Através das lentes de sua Leica M8, câmera preferida dos grandes “fotógrafos-artistas”, o cubano Mario Diaz capturou personagens pelas ruas de Campinas. As imagens foram transformadas na exposição Ilustre Desconhecido, que abre hoje no Museu da Cidade, onde ficará por dois meses. A mostra é composta por dez fotos, de 1,30m por 2,30m, impressas em PVC e afixadas nas janelas laterais do museu, de modo que os pedestres que transitarem pela Rua Lidgerwood, no Centro, possam vê-las.

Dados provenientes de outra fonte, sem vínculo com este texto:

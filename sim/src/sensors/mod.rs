use glam::{Quat, Vec3, Vec4};
use serde::{Deserialize, Serialize};

use crate::scene::{RayHit, ScanError, Scene, TargetId};

pub mod lidar;
pub mod sonar;

/// World-space pose of a sensor. The sensor looks along its local `-Z` axis.
#[derive(Debug, Clone, Copy, PartialEq, Serialize, Deserialize)]
pub struct SensorPose {
    pub position: Vec3,
    pub rotation: Quat,
}

impl Default for SensorPose {
    fn default() -> Self {
        Self {
            position: Vec3::ZERO,
            rotation: Quat::IDENTITY,
        }
    }
}

impl SensorPose {
    pub fn new(position: Vec3, rotation: Quat) -> Self {
        Self { position, rotation }
    }

    /// The sensor's zero direction in world space.
    #[inline]
    pub fn forward(&self) -> Vec3 {
        self.rotation * Vec3::NEG_Z
    }
}

/// One measured return.
///
/// `distance` is the total path length reported along the original ray
/// direction, even when the physical path bent through mirrors, glass or
/// water layers; consumers treat the record as a straight-line return.
#[derive(Debug, Clone, PartialEq)]
pub struct HitRecord {
    pub location: Vec3,
    pub normal: Vec3,
    pub face_index: usize,
    pub distance: f32,
    pub target: TargetId,
    /// RGBA of the surface; alpha doubles as reflectivity.
    pub color: Vec4,
    pub intensity: f32,
    pub noise_location: Option<Vec3>,
    pub noise_distance: Option<f32>,
    pub was_reflected: bool,
    /// Grid coordinates of the ray for image-like scans.
    pub pixel: Option<(u32, u32)>,
    pub category_id: Option<u32>,
    pub part_id: Option<u32>,
}

impl From<RayHit> for HitRecord {
    fn from(hit: RayHit) -> Self {
        Self {
            location: hit.location,
            normal: hit.normal,
            face_index: hit.face_index,
            distance: hit.distance,
            target: hit.target,
            color: Vec4::ZERO,
            intensity: 0.0,
            noise_location: None,
            noise_distance: None,
            was_reflected: false,
            pixel: None,
            category_id: None,
            part_id: None,
        }
    }
}

/// One scan pass over the sensor's full grid. `records` holds one slot per
/// ray, indexed `x * height + y`; rays without a return stay `None`.
#[derive(Debug, Clone)]
pub struct ScanFrame {
    pub frame: u32,
    pub width: usize,
    pub height: usize,
    pub records: Vec<Option<HitRecord>>,
}

impl ScanFrame {
    /// All returns of the pass, in ray order.
    pub fn hits(&self) -> impl Iterator<Item = &HitRecord> {
        self.records.iter().flatten()
    }
}

pub trait Sensor {
    /// Sweep the sensor's grid across the scene once.
    fn sense(&self, scene: &Scene, pose: SensorPose) -> Result<ScanFrame, ScanError>;
}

Diaz registrou 30 ilustres desconhecidos, das quais selecionou um terço a fim de mostrar os diferentes tipos das pessoas que circulam pela cidade. “Foi uma experiência muito legal. Tem homens, mulheres, famílias, negros, brancos, orientais, gordos, magros, enfim, mostra a diversidade das pessoas de Campinas”, conta ele.

Entre eles, Ulisses Junior, o palhaço Costelinha, que o fotógrafo conheceu em uma festa, e o ator Mauro Braga, que se apresenta nas ruas como Casca Grossa, mal trajado, com uma maquiagem que o permite se passar por um homem sujo, que toca violoncelo. Fazendo pose de “dengoso”, que contrasta com seu corpanzil, está também um “ilustre desconhecido” chamado Fernando Balbino.

“Singulares”

Esses personagens foram abordados por Diaz e levados a um estúdio montado na Estação Cultura Prefeito Antônio da Costa Santos para serem clicados. “Pedi autorização para todos eles e depois vou mandar as fotos como presente”, afirma. “São personagens muito singulares”, completa.

O cubano, de 65 anos, chegou em Campinas há cerca de 45 dias para participar do 9 Festival Hércules Florence, com atividades realizadas durante o mês de outubro. A exposição Ilustre Desconhecido marca o encerramento do evento. Diaz acompanhou todo o festival, palestrou sobre os 115 anos da fotografia cubana na Estação Cultura e no Sindicato dos Químicos Unificados e disse ter ser apaixonado ainda mais pelo País. “O Brasil é minha segunda pátria. Somos muito parecidos”, faz questão de dizer. Ele até escolheu um “time do coração”, a Associação Atlética Ponte Preta, e prometeu voltar muitas outras vezes.